Elle rappelle également que le récit dépasse largement le cadre du sport, : « Le film parle de performance et d’ambition, mais aussi de thèmes universels comme la trahison de la confiance ou la solitude. Il amène à se demander : comment repérer une situation d’emprise? Pourquoi la parole est-elle si difficile à libérer? Ou encore comment protéger les jeunes? ».

Après la projection, trois expertes — Aline Nizigama, directrice générale du Young Women’s Christian Association Canada (YWCA), Khedidja Hmamad, psychothérapeute agréée et Maryamou Dièye, travailleuse sociale — ont apporté un éclairage complémentaire sur les dynamiques de domination et les obstacles rencontrés par les victimes.

« Leur présence permettait d’aller au-delà de ce que montre le film, d’expliquer les mécanismes à l’œuvre et de fournir des outils concrets pour identifier les signaux d’alerte », commente Cynthia-Laure Etom.
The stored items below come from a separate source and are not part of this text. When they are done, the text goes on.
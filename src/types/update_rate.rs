//! Update rate control for telemetry subscriptions

use serde::{Deserialize, Serialize};
use std::time::Duration;

/// Delivery rate for a telemetry subscription
#[derive(Debug, Clone, Copy, PartialEq, Serialize, Deserialize)]
#[cfg_attr(feature = "tauri", derive(specta::Type))]
pub enum UpdateRate {
    /// Every sample the console receives (the vehicle's send cadence, 10Hz by default)
    Native,

    /// At most this many samples per second, latest sample wins.
    /// A rate at or above the source cadence is treated as Native.
    Max(u32),
}

impl UpdateRate {
    /// Normalize against the source cadence.
    pub fn normalize(self, source_hz: f64) -> Self {
        match self {
            UpdateRate::Native => UpdateRate::Native,
            UpdateRate::Max(0) => UpdateRate::Native,
            UpdateRate::Max(hz) if hz as f64 >= source_hz => UpdateRate::Native,
            UpdateRate::Max(hz) => UpdateRate::Max(hz),
        }
    }

    /// Minimum spacing between emitted samples, if any.
    pub fn throttle_interval(self, source_hz: f64) -> Option<Duration> {
        match self.normalize(source_hz) {
            UpdateRate::Native => None,
            UpdateRate::Max(hz) => Some(Duration::from_secs_f64(1.0 / hz as f64)),
        }
    }

    /// Cadence in Hz for a sender that emits once per `interval`.
    pub fn source_hz(interval: Duration) -> f64 {
        if interval.is_zero() { f64::INFINITY } else { 1.0 / interval.as_secs_f64() }
    }
}

#[cfg(test)]
mod tests {
    use super::*;

    #[test]
    fn rates_above_source_are_native() {
        assert_eq!(UpdateRate::Max(30).normalize(10.0), UpdateRate::Native);
        assert_eq!(UpdateRate::Max(10).normalize(10.0), UpdateRate::Native);
        assert_eq!(UpdateRate::Max(0).normalize(10.0), UpdateRate::Native);
        assert_eq!(UpdateRate::Max(2).normalize(10.0), UpdateRate::Max(2));
    }

    #[test]
    fn throttle_interval_matches_rate() {
        assert_eq!(UpdateRate::Native.throttle_interval(10.0), None);
        assert_eq!(UpdateRate::Max(4).throttle_interval(10.0), Some(Duration::from_millis(250)));
    }

    #[test]
    fn source_hz_from_interval() {
        let hz = UpdateRate::source_hz(Duration::from_millis(100));
        assert!((hz - 10.0).abs() < 1e-9);
    }
}
//! Fixed-size frame definitions shared by the codec and the channels

use serde::{Deserialize, Serialize};

use super::bitfield::FunctionBits;

/// Which of the two session channels a frame or socket belongs to.
#[derive(Debug, Clone, Copy, PartialEq, Eq, Hash, Serialize, Deserialize)]
#[cfg_attr(feature = "tauri", derive(specta::Type))]
pub enum FrameKind {
    /// Console → Vehicle, 5 bytes.
    Control,
    /// Vehicle → Console, 28 bytes.
    Telemetry,
}

impl FrameKind {
    /// Exact number of bytes one frame occupies on the wire.
    pub const fn wire_size(self) -> usize {
        match self {
            FrameKind::Control => ControlFrame::WIRE_SIZE,
            FrameKind::Telemetry => TelemetryFrame::WIRE_SIZE,
        }
    }
}

impl std::fmt::Display for FrameKind {
    fn fmt(&self, f: &mut std::fmt::Formatter<'_>) -> std::fmt::Result {
        match self {
            FrameKind::Control => f.write_str("control"),
            FrameKind::Telemetry => f.write_str("telemetry"),
        }
    }
}

/// Logical control input as produced by input acquisition.
///
/// Axes are normalized: steering in `[-1, 1]`, throttle and brake in `[0, 1]`.
/// Values outside those ranges are saturated when converted to a [`ControlFrame`].
#[derive(Debug, Clone, Copy, Default, PartialEq, Serialize, Deserialize)]
#[cfg_attr(feature = "tauri", derive(specta::Type))]
pub struct ControlInput {
    /// Selected gear, -1 (reverse) to 5; 0 is neutral.
    pub gear: i8,
    pub steering: f32,
    pub throttle: f32,
    pub brake: f32,
    pub functions: FunctionBits,
}

/// One control sample as it travels on the wire.
#[derive(Debug, Clone, Copy, Default, PartialEq, Eq, Hash, Serialize, Deserialize)]
#[cfg_attr(feature = "tauri", derive(specta::Type))]
pub struct ControlFrame {
    /// Selected gear, -1 (reverse) to 5.
    pub gear: i8,
    /// Steering scaled to -128..=127, where 127 is full right.
    pub steering: i8,
    /// Throttle percentage, 0..=100.
    pub throttle: u8,
    /// Brake percentage, 0..=100.
    pub brake: u8,
    /// Lights, horn and reserved switches.
    pub function_bits: FunctionBits,
}

impl ControlFrame {
    /// Encoded size in bytes.
    pub const WIRE_SIZE: usize = 5;

    /// Highest accepted pedal percentage.
    pub const PEDAL_MAX: u8 = 100;

    /// Convert a logical input into wire units, saturating out-of-range axes.
    pub fn from_input(input: &ControlInput) -> Self {
        Self {
            gear: input.gear,
            steering: scale_saturating(input.steering, 127.0, -128.0, 127.0) as i8,
            throttle: scale_saturating(input.throttle, 100.0, 0.0, 100.0) as u8,
            brake: scale_saturating(input.brake, 100.0, 0.0, 100.0) as u8,
            function_bits: input.functions,
        }
    }

    /// Frame with every actuator at rest: neutral gear, centred steering, no pedals.
    pub fn neutral() -> Self {
        Self::default()
    }
}

impl From<ControlInput> for ControlFrame {
    fn from(input: ControlInput) -> Self {
        ControlFrame::from_input(&input)
    }
}

// NaN maps to zero.
fn scale_saturating(value: f32, scale: f32, min: f32, max: f32) -> f32 {
    if value.is_nan() {
        return 0.0;
    }
    (value * scale).round().clamp(min, max)
}

/// One telemetry sample as it travels on the wire.
#[derive(Debug, Clone, Copy, Default, PartialEq, Serialize, Deserialize)]
#[cfg_attr(feature = "tauri", derive(specta::Type))]
pub struct TelemetryFrame {
    /// Ground speed reported by the wheel encoder.
    pub speed: f32,
    /// Acceleration along the vehicle axes, in g.
    pub acceleration_x: f32,
    pub acceleration_y: f32,
    pub acceleration_z: f32,
    /// Battery bus voltage in volts.
    pub voltage: f32,
    /// Battery current in amperes.
    pub current: f32,
    /// Wi-Fi signal level in dBm.
    pub wifi_signal_strength: i32,
}

impl TelemetryFrame {
    /// Encoded size in bytes.
    pub const WIRE_SIZE: usize = 28;
}

#[cfg(test)]
mod tests {
    use super::*;
    use proptest::prelude::*;

    #[test]
    fn wire_sizes_match_frame_kinds() {
        assert_eq!(FrameKind::Control.wire_size(), 5);
        assert_eq!(FrameKind::Telemetry.wire_size(), 28);
    }

    #[test]
    fn input_scaling_rounds_to_nearest() {
        let input = ControlInput {
            gear: 2,
            steering: 0.5,
            throttle: 0.8,
            brake: 0.0,
            functions: FunctionBits::NONE.with_lights(true),
        };
        let frame = ControlFrame::from_input(&input);
        assert_eq!(frame.gear, 2);
        assert_eq!(frame.steering, 64);
        assert_eq!(frame.throttle, 80);
        assert_eq!(frame.brake, 0);
        assert_eq!(frame.function_bits.value(), 1);
    }

    #[test]
    fn input_scaling_saturates() {
        let input = ControlInput { steering: 2.0, throttle: 1.5, brake: -0.3, ..Default::default() };
        let frame = ControlFrame::from_input(&input);
        assert_eq!(frame.steering, 127);
        assert_eq!(frame.throttle, 100);
        assert_eq!(frame.brake, 0);

        let frame = ControlFrame::from_input(&ControlInput { steering: -2.0, ..Default::default() });
        assert_eq!(frame.steering, -128);
    }

    #[test]
    fn nan_axes_become_zero() {
        let input = ControlInput { steering: f32::NAN, throttle: f32::NAN, ..Default::default() };
        let frame = ControlFrame::from_input(&input);
        assert_eq!(frame.steering, 0);
        assert_eq!(frame.throttle, 0);
    }

    proptest! {
        #[test]
        fn scaled_pedals_stay_in_range(throttle in -10.0f32..10.0, brake in -10.0f32..10.0) {
            let frame = ControlFrame::from_input(&ControlInput { throttle, brake, ..Default::default() });
            prop_assert!(frame.throttle <= ControlFrame::PEDAL_MAX);
            prop_assert!(frame.brake <= ControlFrame::PEDAL_MAX);
        }

        #[test]
        fn steering_sign_is_preserved(steering in -1.0f32..1.0) {
            let frame = ControlFrame::from_input(&ControlInput { steering, ..Default::default() });
            if steering > 0.01 {
                prop_assert!(frame.steering > 0);
            } else if steering < -0.01 {
                prop_assert!(frame.steering < 0);
            }
        }
    }
}
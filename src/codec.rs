//! Fixed-width binary codec for control and telemetry frames.
//!
//! Both frames have a fixed size and no header. Every multi-byte field is
//! little-endian on both peers.
//!
//! ```text
//! Control (5 bytes)
//! ┌──────┬──────────┬──────────┬───────┬───────────┐
//! │ i8   │ i8       │ u8       │ u8    │ u8        │
//! │ gear │ steering │ throttle │ brake │ functions │
//! └──────┴──────────┴──────────┴───────┴───────────┘
//!
//! Telemetry (28 bytes)
//! ┌───────┬──────┬──────┬──────┬─────────┬─────────┬──────────┐
//! │ f32   │ f32  │ f32  │ f32  │ f32     │ f32     │ i32      │
//! │ speed │ accX │ accY │ accZ │ voltage │ current │ wifi dBm │
//! └───────┴──────┴──────┴──────┴─────────┴─────────┴──────────┘
//! ```
//!
//! Decoding input of any other length fails with
//! [`LinkError::FrameLengthMismatch`]; channel readers treat that as a broken transport.

use crate::types::{ControlFrame, FrameKind, FunctionBits, TelemetryFrame};
use crate::{LinkError, Result};

/// Encode a control frame, saturating pedal values to `0..=100`.
pub fn encode_control(frame: &ControlFrame) -> [u8; ControlFrame::WIRE_SIZE] {
    [
        frame.gear as u8,
        frame.steering as u8,
        frame.throttle.min(ControlFrame::PEDAL_MAX),
        frame.brake.min(ControlFrame::PEDAL_MAX),
        frame.function_bits.value(),
    ]
}

/// Decode exactly [`ControlFrame::WIRE_SIZE`] bytes.
pub fn decode_control(bytes: &[u8]) -> Result<ControlFrame> {
    let bytes: &[u8; ControlFrame::WIRE_SIZE] = bytes
        .try_into()
        .map_err(|_| LinkError::frame_length_mismatch(FrameKind::Control, bytes.len()))?;

    Ok(ControlFrame {
        gear: bytes[0] as i8,
        steering: bytes[1] as i8,
        throttle: bytes[2],
        brake: bytes[3],
        function_bits: FunctionBits::new(bytes[4]),
    })
}

/// Encode a telemetry frame.
pub fn encode_telemetry(frame: &TelemetryFrame) -> [u8; TelemetryFrame::WIRE_SIZE] {
    let mut out = [0u8; TelemetryFrame::WIRE_SIZE];
    let floats = [
        frame.speed,
        frame.acceleration_x,
        frame.acceleration_y,
        frame.acceleration_z,
        frame.voltage,
        frame.current,
    ];
    for (slot, value) in out.chunks_exact_mut(4).zip(floats) {
        slot.copy_from_slice(&value.to_le_bytes());
    }
    out[24..28].copy_from_slice(&frame.wifi_signal_strength.to_le_bytes());
    out
}

/// Decode exactly [`TelemetryFrame::WIRE_SIZE`] bytes.
pub fn decode_telemetry(bytes: &[u8]) -> Result<TelemetryFrame> {
    if bytes.len() != TelemetryFrame::WIRE_SIZE {
        return Err(LinkError::frame_length_mismatch(FrameKind::Telemetry, bytes.len()));
    }

    let word = |index: usize| -> [u8; 4] {
        let start = index * 4;
        [bytes[start], bytes[start + 1], bytes[start + 2], bytes[start + 3]]
    };

    Ok(TelemetryFrame {
        speed: f32::from_le_bytes(word(0)),
        acceleration_x: f32::from_le_bytes(word(1)),
        acceleration_y: f32::from_le_bytes(word(2)),
        acceleration_z: f32::from_le_bytes(word(3)),
        voltage: f32::from_le_bytes(word(4)),
        current: f32::from_le_bytes(word(5)),
        wifi_signal_strength: i32::from_le_bytes(word(6)),
    })
}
L’émotion était palpable dans la salle, les spectateurs ont partagé des réactions particulièrement fortes. « Beaucoup sont venus parce qu’ils se sentaient concernés, parfois en raison de leur propre histoire », ajoute-t-elle.

Pour la directrice culturelle, le rôle du cinéma dans la lutte contre les violences faites aux femmes est essentiel : « La culture permet de sensibiliser, d’ouvrir des discussions et de créer un espace pour aborder ces questions. »

Selon elle, Slalom a parfaitement rempli cet objectif : « Le film permet de voir, de comprendre et de ressentir. C’est exactement ce qui s’est passé : il a encouragé chacun à réfléchir autrement. Il ne désigne pas de coupable, il montre une situation réelle. Et si cela ouvre des conversations essentielles, comme celle de notre rencontre, alors c’est déjà un pas vers la libération de la parole — les victimes ne sont jamais responsables », conclut Cynthia-Laure Etom.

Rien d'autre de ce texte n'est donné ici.